### Provided records:
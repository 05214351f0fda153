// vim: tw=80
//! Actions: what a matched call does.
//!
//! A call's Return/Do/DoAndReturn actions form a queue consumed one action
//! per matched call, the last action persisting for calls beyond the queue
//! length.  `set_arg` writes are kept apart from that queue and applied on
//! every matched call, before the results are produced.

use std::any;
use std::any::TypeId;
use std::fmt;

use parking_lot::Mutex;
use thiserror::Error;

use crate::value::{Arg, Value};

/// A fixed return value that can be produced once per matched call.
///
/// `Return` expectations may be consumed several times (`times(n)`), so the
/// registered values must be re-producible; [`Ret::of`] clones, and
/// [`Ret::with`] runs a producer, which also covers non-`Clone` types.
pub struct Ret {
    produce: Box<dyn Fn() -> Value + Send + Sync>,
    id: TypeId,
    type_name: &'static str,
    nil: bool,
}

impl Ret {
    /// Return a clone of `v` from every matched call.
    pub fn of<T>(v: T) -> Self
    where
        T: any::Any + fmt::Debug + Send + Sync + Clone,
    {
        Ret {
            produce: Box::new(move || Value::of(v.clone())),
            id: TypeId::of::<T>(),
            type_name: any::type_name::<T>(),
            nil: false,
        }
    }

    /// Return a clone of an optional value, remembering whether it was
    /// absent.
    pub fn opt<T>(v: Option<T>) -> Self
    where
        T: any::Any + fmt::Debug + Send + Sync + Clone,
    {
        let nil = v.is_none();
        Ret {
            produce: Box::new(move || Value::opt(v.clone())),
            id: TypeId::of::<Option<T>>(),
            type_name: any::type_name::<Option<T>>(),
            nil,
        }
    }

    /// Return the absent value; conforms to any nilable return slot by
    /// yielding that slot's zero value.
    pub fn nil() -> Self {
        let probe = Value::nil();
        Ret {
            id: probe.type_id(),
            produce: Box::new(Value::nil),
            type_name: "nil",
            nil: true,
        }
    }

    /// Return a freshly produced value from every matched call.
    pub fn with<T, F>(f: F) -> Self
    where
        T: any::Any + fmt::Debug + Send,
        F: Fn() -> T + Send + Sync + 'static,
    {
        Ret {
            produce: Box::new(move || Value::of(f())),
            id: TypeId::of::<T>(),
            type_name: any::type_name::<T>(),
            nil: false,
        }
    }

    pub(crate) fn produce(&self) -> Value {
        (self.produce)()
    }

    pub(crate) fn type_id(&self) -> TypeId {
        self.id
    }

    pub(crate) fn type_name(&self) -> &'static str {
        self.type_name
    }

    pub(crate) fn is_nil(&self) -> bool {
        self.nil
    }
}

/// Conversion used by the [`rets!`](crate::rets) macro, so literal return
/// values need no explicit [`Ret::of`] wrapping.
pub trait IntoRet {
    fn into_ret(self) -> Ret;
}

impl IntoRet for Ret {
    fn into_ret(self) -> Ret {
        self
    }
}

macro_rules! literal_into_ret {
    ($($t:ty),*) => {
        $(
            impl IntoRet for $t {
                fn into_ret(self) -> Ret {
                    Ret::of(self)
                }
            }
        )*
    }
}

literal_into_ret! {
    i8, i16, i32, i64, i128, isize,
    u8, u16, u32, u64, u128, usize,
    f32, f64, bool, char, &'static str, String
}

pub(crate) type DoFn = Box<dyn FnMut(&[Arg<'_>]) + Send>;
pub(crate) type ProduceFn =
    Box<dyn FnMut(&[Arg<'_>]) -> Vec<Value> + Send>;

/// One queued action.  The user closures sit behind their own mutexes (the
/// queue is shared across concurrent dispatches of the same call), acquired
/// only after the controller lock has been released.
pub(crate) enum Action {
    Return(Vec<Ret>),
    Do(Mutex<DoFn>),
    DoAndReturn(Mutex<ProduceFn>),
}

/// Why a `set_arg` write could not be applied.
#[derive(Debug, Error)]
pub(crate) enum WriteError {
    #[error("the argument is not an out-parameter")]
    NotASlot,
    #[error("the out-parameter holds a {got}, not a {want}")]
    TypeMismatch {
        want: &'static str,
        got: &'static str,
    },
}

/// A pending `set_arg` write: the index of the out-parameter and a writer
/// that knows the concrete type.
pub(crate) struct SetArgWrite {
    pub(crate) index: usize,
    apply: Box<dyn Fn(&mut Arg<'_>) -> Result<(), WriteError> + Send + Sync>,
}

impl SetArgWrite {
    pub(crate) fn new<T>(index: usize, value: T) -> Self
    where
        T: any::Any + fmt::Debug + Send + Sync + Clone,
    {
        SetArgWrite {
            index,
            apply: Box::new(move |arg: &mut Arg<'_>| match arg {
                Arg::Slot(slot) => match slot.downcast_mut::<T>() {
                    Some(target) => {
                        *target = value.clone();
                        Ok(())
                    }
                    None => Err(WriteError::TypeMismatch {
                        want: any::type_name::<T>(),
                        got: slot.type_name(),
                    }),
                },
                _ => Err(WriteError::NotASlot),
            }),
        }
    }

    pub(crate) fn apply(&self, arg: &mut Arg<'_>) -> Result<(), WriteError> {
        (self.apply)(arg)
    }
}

### Instructions for the task:
Each line with the word "index" in the records above belongs in the result; copy all of them.

### Completed task:
/// A pending `set_arg` write: the index of the out-parameter and a writer
    pub(crate) index: usize,
    pub(crate) fn new<T>(index: usize, value: T) -> Self
            index,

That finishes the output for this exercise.